*Data for this task:*
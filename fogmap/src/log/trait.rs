//! Logger trait definition.

use std::fmt::{self, Arguments};

/// Severity of a log message.
#[derive(Debug, Clone, Copy, PartialEq, Eq, PartialOrd, Ord, Hash)]
pub enum LogLevel {
    Trace,
    Debug,
    Info,
    Warn,
    Error,
}

impl LogLevel {
    pub fn as_str(&self) -> &'static str {
        match self {
            Self::Trace => "TRACE",
            Self::Debug => "DEBUG",
            Self::Info => "INFO",
            Self::Warn => "WARN",
            Self::Error => "ERROR",
        }
    }
}

impl fmt::Display for LogLevel {
    fn fmt(&self, f: &mut fmt::Formatter<'_>) -> fmt::Result {
        f.write_str(self.as_str())
    }
}

/// Sink for the fog engine's and service's diagnostic messages.
///
/// Implementations must be `Send + Sync`; a single logger is shared by the
/// service, its engine and any spawned computation.
///
/// # Example
///
/// ```
/// use fogmap::log::{Logger, NoOpLogger};
/// use fogmap::log_warn;
/// use std::sync::Arc;
///
/// let logger: Arc<dyn Logger> = Arc::new(NoOpLogger);
/// log_warn!(logger, "Fell back to {} fog", "world");
/// ```
pub trait Logger: Send + Sync {
    /// Records one message. The leveled helpers delegate here.
    fn log(&self, level: LogLevel, args: Arguments<'_>);

    fn trace(&self, args: Arguments<'_>) {
        self.log(LogLevel::Trace, args);
    }

    fn debug(&self, args: Arguments<'_>) {
        self.log(LogLevel::Debug, args);
    }

    fn info(&self, args: Arguments<'_>) {
        self.log(LogLevel::Info, args);
    }

    fn warn(&self, args: Arguments<'_>) {
        self.log(LogLevel::Warn, args);
    }

    fn error(&self, args: Arguments<'_>) {
        self.log(LogLevel::Error, args);
    }
}

#[macro_export]
macro_rules! log_trace {
    ($logger:expr, $($arg:tt)*) => {
        $logger.trace(format_args!($($arg)*))
    };
}

#[macro_export]
macro_rules! log_debug {
    ($logger:expr, $($arg:tt)*) => {
        $logger.debug(format_args!($($arg)*))
    };
}

#[macro_export]
macro_rules! log_info {
    ($logger:expr, $($arg:tt)*) => {
        $logger.info(format_args!($($arg)*))
    };
}

#[macro_export]
macro_rules! log_warn {
    ($logger:expr, $($arg:tt)*) => {
        $logger.warn(format_args!($($arg)*))
    };
}

#[macro_export]
macro_rules! log_error {
    ($logger:expr, $($arg:tt)*) => {
        $logger.error(format_args!($($arg)*))
    };
}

*What the task requires:*
For the records above, state the number of lines holding the string "engine", without further comment.

*Output of the task:*
2